Healthcare workers at Fountain Valley Regional Hospital overwhelmingly voted to ratify a new contract on Friday, ending nine months of negotiations. The three-year agreement came just days after the National Union of Healthcare Workers (NUHW) organized hundreds of people for an informational picket outside the hospital. The contract is a first for staff who only became unionized a year ago—and they’re celebrating the good news.

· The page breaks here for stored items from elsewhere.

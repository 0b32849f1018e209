//! Filtering and label derivation for list/total/export

pub mod engine;
pub mod label;

pub use engine::{filter_expenses, week_of_month};
pub use label::{generate_labels, ExportLabels};
//! Category group entry dialog
//!
//! Modal dialog for adding new category groups with form validation
//! and save/cancel functionality.

use ratatui::{
    layout::{Constraint, Direction, Layout, Rect},
    style::{Color, Modifier, Style},
    text::{Line, Span},
    widgets::{Block, Borders, Clear, Paragraph},
    Frame,
};

use crate::models::CategoryGroup;
use crate::services::CategoryService;
use crate::tui::app::App;
use crate::tui::layout::centered_rect;
use crate::tui::widgets::input::TextInput;

/// State for the group form dialog
#[derive(Debug, Clone)]
pub struct GroupFormState {
    /// Name input
    pub name_input: TextInput,

    /// Error message to display
    pub error_message: Option<String>,
}

impl Default for GroupFormState {
    fn default() -> Self {
        Self::new()
    }
}

impl GroupFormState {
    /// Create a new form state with default values
    pub fn new() -> Self {
        Self {
            name_input: TextInput::new()
                .label("Name")
                .placeholder("Group name (e.g., Bills, Savings)"),
            error_message: None,
        }
    }

    /// Validate the form and return any error
    pub fn validate(&self) -> Result<(), String> {
        let name = self.name_input.value().trim();
        if name.is_empty() {
            return Err("Group name is required".to_string());
        }
        if name.len() > 50 {
            return Err("Group name too long (max 50 chars)".to_string());
        }
        Ok(())
    }

    /// Build a CategoryGroup from the form state
    pub fn build_group(&self) -> Result<CategoryGroup, String> {
        self.validate()?;
        let name = self.name_input.value().trim().to_string();
        Ok(CategoryGroup::new(name))
    }

    /// Clear any error message
    pub fn clear_error(&mut self) {
        self.error_message = None;
    }

    /// Set an error message
    pub fn set_error(&mut self, msg: impl Into<String>) {
        self.error_message = Some(msg.into());
    }
}

/// Render the group dialog
pub fn render(frame: &mut Frame, app: &mut App) {
    let area = centered_rect(50, 25, frame.area());

    // Clear the background
    frame.render_widget(Clear, area);

    let block = Block::default()
        .title(" Add Category Group ")
        .title_style(
            Style::default()
                .fg(Color::Cyan)
                .add_modifier(Modifier::BOLD),
        )
        .borders(Borders::ALL)
        .border_style(Style::default().fg(Color::Cyan));

    frame.render_widget(block, area);

    // Inner area for content
    let inner = Rect {
        x: area.x + 2,
        y: area.y + 1,
        width: area.width.saturating_sub(4),
        height: area.height.saturating_sub(2),
    };

    // Layout: fields + buttons
    let chunks = Layout::default()
        .direction(Direction::Vertical)
        .constraints([
            Constraint::Length(1), // Name
            Constraint::Length(1), // Spacer
            Constraint::Length(1), // Error
            Constraint::Length(1), // Buttons
            Constraint::Min(0),    // Remaining
        ])
        .split(inner);

    // Extract values to avoid borrow conflicts
    let name_value = app.group_form.name_input.value().to_string();
    let name_cursor = app.group_form.name_input.cursor;
    let name_placeholder = app.group_form.name_input.placeholder.clone();
    let error_message = app.group_form.error_message.clone();

    // Render name field (always focused since it's the only field)
    render_text_field(
        frame,
        chunks[0],
        "Name",
        &name_value,
        true, // always focused
        name_cursor,
        &name_placeholder,
    );

    // Render error message if any
    if let Some(ref error) = error_message {
        let error_line = Line::from(Span::styled(
            error.as_str(),
            Style::default().fg(Color::Red),
        ));
        frame.render_widget(Paragraph::new(error_line), chunks[2]);
    }

    // Render buttons/hints
    let hints = Line::from(vec![
        Span::styled("[Enter]", Style::default().fg(Color::Green)),
        Span::raw(" Save  "),
        Span::styled("[Esc]", Style::default().fg(Color::Red)),
        Span::raw(" Cancel"),
    ]);
    frame.render_widget(Paragraph::new(hints), chunks[3]);
}

/// Render a text field
fn render_text_field(
    frame: &mut Frame,
    area: Rect,
    label: &str,
    value: &str,
    focused: bool,
    cursor: usize,
    placeholder: &str,
) {
    let label_style = if focused {
        Style::default()
            .fg(Color::Cyan)
            .add_modifier(Modifier::BOLD)
    } else {
        Style::default().fg(Color::Yellow)
    };

    let label_span = Span::styled(format!("{}: ", label), label_style);
    let value_style = Style::default().fg(Color::White);

    let display_value = if value.is_empty() && !focused {
        placeholder.to_string()
    } else {
        value.to_string()
    };

    let mut spans = vec![label_span];

    if focused {
        let cursor_pos = cursor.min(display_value.len());
        let (before, after) = display_value.split_at(cursor_pos);

        spans.push(Span::styled(before.to_string(), value_style));

        let cursor_char = after.chars().next().unwrap_or(' ');
        spans.push(Span::styled(
            cursor_char.to_string(),
            Style::default().fg(Color::Black).bg(Color::Cyan),
        ));

        if after.len() > 1 {
            spans.push(Span::styled(after[1..].to_string(), value_style));
        }
    } else {
        spans.push(Span::styled(display_value, value_style));
    }

    frame.render_widget(Paragraph::new(Line::from(spans)), area);
}

/// Handle key input for the group dialog
pub fn handle_key(app: &mut App, key: crossterm::event::KeyEvent) -> bool {
    use crossterm::event::KeyCode;

    let form = &mut app.group_form;

    match key.code {
        KeyCode::Esc => {
            app.close_dialog();
            return true;
        }

        KeyCode::Enter => {
            // Try to save
            if let Err(e) = save_group(app) {
                app.group_form.set_error(e);
            }
            return true;
        }

        KeyCode::Backspace => {
            form.clear_error();
            form.name_input.backspace();
            return true;
        }

        KeyCode::Delete => {
            form.clear_error();
            form.name_input.delete();
            return true;
        }

        KeyCode::Left => {
            form.name_input.move_left();
            return true;
        }

        KeyCode::Right => {
            form.name_input.move_right();
            return true;
        }

        KeyCode::Home => {
            form.name_input.move_start();
            return true;
        }

        KeyCode::End => {
            form.name_input.move_end();
            return true;
        }

        KeyCode::Char(c) => {
            form.clear_error();
            form.name_input.insert(c);
            return true;
        }

        _ => {}
    }

    false
}

/// Save the group
fn save_group(app: &mut App) -> Result<(), String> {
    // Validate form
    app.group_form.validate()?;

    let name = app.group_form.name_input.value().trim().to_string();

    // Use CategoryService to create the group
    let category_service = CategoryService::new(app.storage);
    category_service
        .create_group(&name)
        .map_err(|e| e.to_string())?;

    // Save to disk
    app.storage.categories.save().map_err(|e| e.to_string())?;

    // Close dialog
    app.close_dialog();
    app.set_status(format!("Category group '{}' created", name));

    Ok(())
}
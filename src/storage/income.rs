//! Income expectations repository
//!
//! Handles persistence of income expectations to JSON files.

use std::collections::HashMap;
use std::path::PathBuf;
use std::sync::RwLock;

use crate::error::EnvelopeError;
use crate::models::{BudgetPeriod, IncomeExpectation, IncomeId};

use super::file_io::{read_json, write_json_atomic};

#[derive(Debug, Clone, Default, serde::Serialize, serde::Deserialize)]
struct IncomeData {
    #[serde(default)]
    expectations: Vec<IncomeExpectation>,
}

/// Repository for income expectations
pub struct IncomeRepository {
    path: PathBuf,
    expectations: RwLock<HashMap<BudgetPeriod, IncomeExpectation>>,
}

impl IncomeRepository {
    /// Create a new repository
    pub fn new(path: PathBuf) -> Self {
        Self {
            path,
            expectations: RwLock::new(HashMap::new()),
        }
    }

    /// Load expectations from disk
    pub fn load(&self) -> Result<(), EnvelopeError> {
        let file_data: IncomeData = read_json(&self.path)?;

        let mut expectations = self
            .expectations
            .write()
            .map_err(|e| EnvelopeError::Storage(format!("Failed to acquire write lock: {}", e)))?;

        expectations.clear();
        for expectation in file_data.expectations {
            expectations.insert(expectation.period.clone(), expectation);
        }

        Ok(())
    }

    /// Save expectations to disk
    pub fn save(&self) -> Result<(), EnvelopeError> {
        let expectations = self
            .expectations
            .read()
            .map_err(|e| EnvelopeError::Storage(format!("Failed to acquire read lock: {}", e)))?;

        let mut list: Vec<_> = expectations.values().cloned().collect();
        list.sort_by(|a, b| a.created_at.cmp(&b.created_at));

        let file_data = IncomeData { expectations: list };

        write_json_atomic(&self.path, &file_data)
    }

    /// Get income expectation for a period
    pub fn get_for_period(&self, period: &BudgetPeriod) -> Option<IncomeExpectation> {
        let expectations = self.expectations.read().ok()?;
        expectations.get(period).cloned()
    }

    /// Get income expectation by ID
    pub fn get(&self, id: IncomeId) -> Result<Option<IncomeExpectation>, EnvelopeError> {
        let expectations = self
            .expectations
            .read()
            .map_err(|e| EnvelopeError::Storage(format!("Failed to acquire read lock: {}", e)))?;

        Ok(expectations.values().find(|e| e.id == id).cloned())
    }

    /// Upsert an income expectation (insert or update)
    pub fn upsert(&self, expectation: IncomeExpectation) -> Result<(), EnvelopeError> {
        let mut expectations = self
            .expectations
            .write()
            .map_err(|e| EnvelopeError::Storage(format!("Failed to acquire write lock: {}", e)))?;

        expectations.insert(expectation.period.clone(), expectation);
        Ok(())
    }

    /// Delete income expectation for a period
    pub fn delete_for_period(&self, period: &BudgetPeriod) -> Option<IncomeExpectation> {
        let mut expectations = self.expectations.write().ok()?;
        expectations.remove(period)
    }

    /// Get all income expectations
    pub fn get_all(&self) -> Result<Vec<IncomeExpectation>, EnvelopeError> {
        let expectations = self
            .expectations
            .read()
            .map_err(|e| EnvelopeError::Storage(format!("Failed to acquire read lock: {}", e)))?;

        let mut list: Vec<_> = expectations.values().cloned().collect();
        list.sort_by(|a, b| a.period.cmp(&b.period));
        Ok(list)
    }
}

#[cfg(test)]
mod tests {
    use super::*;
    use crate::models::Money;
    use tempfile::TempDir;

    #[test]
    fn test_upsert_and_get() {
        let temp_dir = TempDir::new().unwrap();
        let path = temp_dir.path().join("income.json");
        let repo = IncomeRepository::new(path);

        let period = BudgetPeriod::monthly(2025, 1);
        let expectation = IncomeExpectation::new(period.clone(), Money::from_cents(500000));

        repo.upsert(expectation).unwrap();

        let retrieved = repo.get_for_period(&period).unwrap();
        assert_eq!(retrieved.expected_amount.cents(), 500000);
    }

    #[test]
    fn test_save_and_load() {
        let temp_dir = TempDir::new().unwrap();
        let path = temp_dir.path().join("income.json");

        // Save
        {
            let repo = IncomeRepository::new(path.clone());
            let period = BudgetPeriod::monthly(2025, 1);
            let expectation = IncomeExpectation::new(period, Money::from_cents(500000));
            repo.upsert(expectation).unwrap();
            repo.save().unwrap();
        }

        // Load
        {
            let repo = IncomeRepository::new(path);
            repo.load().unwrap();
            let period = BudgetPeriod::monthly(2025, 1);
            let retrieved = repo.get_for_period(&period).unwrap();
            assert_eq!(retrieved.expected_amount.cents(), 500000);
        }
    }

    #[test]
    fn test_delete() {
        let temp_dir = TempDir::new().unwrap();
        let path = temp_dir.path().join("income.json");
        let repo = IncomeRepository::new(path);

        let period = BudgetPeriod::monthly(2025, 1);
        let expectation = IncomeExpectation::new(period.clone(), Money::from_cents(500000));

        repo.upsert(expectation).unwrap();
        assert!(repo.get_for_period(&period).is_some());

        repo.delete_for_period(&period);
        assert!(repo.get_for_period(&period).is_none());
    }

    #[test]
    fn test_get_all() {
        let temp_dir = TempDir::new().unwrap();
        let path = temp_dir.path().join("income.json");
        let repo = IncomeRepository::new(path);

        let period1 = BudgetPeriod::monthly(2025, 1);
        let period2 = BudgetPeriod::monthly(2025, 2);

        repo.upsert(IncomeExpectation::new(period1, Money::from_cents(500000)))
            .unwrap();
        repo.upsert(IncomeExpectation::new(period2, Money::from_cents(550000)))
            .unwrap();

        let all = repo.get_all().unwrap();
        assert_eq!(all.len(), 2);
    }
}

“This is a big win for workers and patients,” Rafael Michel, a certified nursing assistant, said in a press release. “After giving so much to this hospital, we now have the right to work with management to ensure quality patient care and have a say in decisions that will impact our lives. And we have a contract that secures our jobs, guarantees us better pay and gives us the foundation to keep strengthening our union.”
When workers picketed last month, they drew attention to Dallas-based Tenet Healthcare Corporation’s lack of competitive wages and increased hiring of on-call workers without benefits at its Fountain Valley location, despite it being Orange County’s largest for-profit hospital.

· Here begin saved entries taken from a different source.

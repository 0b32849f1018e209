//! User configuration for expense-cli
//!
//! Holds the preferred currency and the append-only log of preferred-currency
//! changes. Persistence (including recovery from a corrupt config file) is
//! handled by the storage layer.

use chrono::{DateTime, Utc};
use serde::{Deserialize, Serialize};

/// One entry in the preferred-currency change log
#[derive(Debug, Clone, PartialEq, Serialize, Deserialize)]
#[serde(rename_all = "camelCase")]
pub struct CurrencyChange {
    /// When the change happened
    pub date: DateTime<Utc>,

    /// The preferred currency before the change
    pub previous_preferred_currency: String,

    /// The preferred currency after the change
    pub new_preferred_currency: String,

    /// The exchange rate used to convert past expenses, if any was supplied
    pub exchange_rate: Option<f64>,
}

/// User configuration
#[derive(Debug, Clone, Default, PartialEq, Serialize, Deserialize)]
#[serde(rename_all = "camelCase")]
pub struct Config {
    /// The user's default currency for new expenses and totals
    #[serde(default)]
    pub preferred_currency: Option<String>,

    /// Append-only log of preferred-currency changes
    #[serde(default)]
    pub currency_history: Vec<CurrencyChange>,
}

impl Config {
    /// Fallback currency used when no preferred currency has been set
    pub const DEFAULT_CURRENCY: &'static str = "USD";

    /// The preferred currency, or the USD fallback
    pub fn preferred_or_default(&self) -> &str {
        self.preferred_currency
            .as_deref()
            .unwrap_or(Self::DEFAULT_CURRENCY)
    }

    /// Switch the preferred currency, recording a history entry when a
    /// previous preference existed. Setting the preference for the first
    /// time appends nothing to the log.
    pub fn set_preferred_currency(&mut self, new_currency: &str, exchange_rate: Option<f64>) {
        if let Some(previous) = self.preferred_currency.take() {
            self.currency_history.push(CurrencyChange {
                date: Utc::now(),
                previous_preferred_currency: previous,
                new_preferred_currency: new_currency.to_string(),
                exchange_rate,
            });
        }
        self.preferred_currency = Some(new_currency.to_string());
    }
}

#[cfg(test)]
mod tests {
    use super::*;

    #[test]
    fn test_default_config() {
        let config = Config::default();
        assert_eq!(config.preferred_currency, None);
        assert!(config.currency_history.is_empty());
        assert_eq!(config.preferred_or_default(), "USD");
    }

    #[test]
    fn test_first_set_records_no_history() {
        let mut config = Config::default();
        config.set_preferred_currency("EUR", None);

        assert_eq!(config.preferred_currency.as_deref(), Some("EUR"));
        assert!(config.currency_history.is_empty());
    }

    #[test]
    fn test_subsequent_set_records_history() {
        let mut config = Config::default();
        config.set_preferred_currency("EUR", None);
        config.set_preferred_currency("GBP", Some(0.85));

        assert_eq!(config.preferred_currency.as_deref(), Some("GBP"));
        assert_eq!(config.currency_history.len(), 1);

        let change = &config.currency_history[0];
        assert_eq!(change.previous_preferred_currency, "EUR");
        assert_eq!(change.new_preferred_currency, "GBP");
        assert_eq!(change.exchange_rate, Some(0.85));
    }

    #[test]
    fn test_serde_camel_case_round_trip() {
        let mut config = Config::default();
        config.set_preferred_currency("EUR", None);
        config.set_preferred_currency("USD", Some(1.1));

        let json = serde_json::to_string(&config).unwrap();
        assert!(json.contains("preferredCurrency"));
        assert!(json.contains("currencyHistory"));
        assert!(json.contains("exchangeRate"));

        let parsed: Config = serde_json::from_str(&json).unwrap();
        assert_eq!(parsed, config);
    }

    #[test]
    fn test_parses_minimal_config() {
        let parsed: Config = serde_json::from_str("{}").unwrap();
        assert_eq!(parsed, Config::default());
    }
}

The two sides sat down for all-day bargaining on May 1 and finalized tentative agreements shortly after midnight. During negotiations, Tenet sold three of its hospitals in Texas, but NUHW secured provisions protecting jobs and the new contract in Fountain Valley should workers ever find themselves under new ownership.
“We are pleased that the Fountain Valley Regional Hospital & Medical Center has reached a first contract agreement with the National Union of Healthcare Workers,” Lisa Wilson, Chief Business Development Officer for Fountain Valley Regional, wrote the Weekly. “Our focus, as always, remains on providing high-quality, compassionate care to our patients. We deeply appreciate the dedication and commitment shown by our physicians, nurses and staff every day.”
Hospital workers will now enjoy 9 to 16 percent raises based on seniority in a new scale that brings them closer to wages at other similar workplaces. Both on-call and part-time workers at the hospital can apply for full-time status after accruing equivalent hours for six months. The union, which represents nearly 600 workers, also gained improved health benefits and the formation of a new patient care committee that gives them a voice on services provided at the hospital.
“Our members fought hard,” Sal Rosselli, NUHW’s president said in a press release. “And they won a contract that finally gives them the respect they deserve.”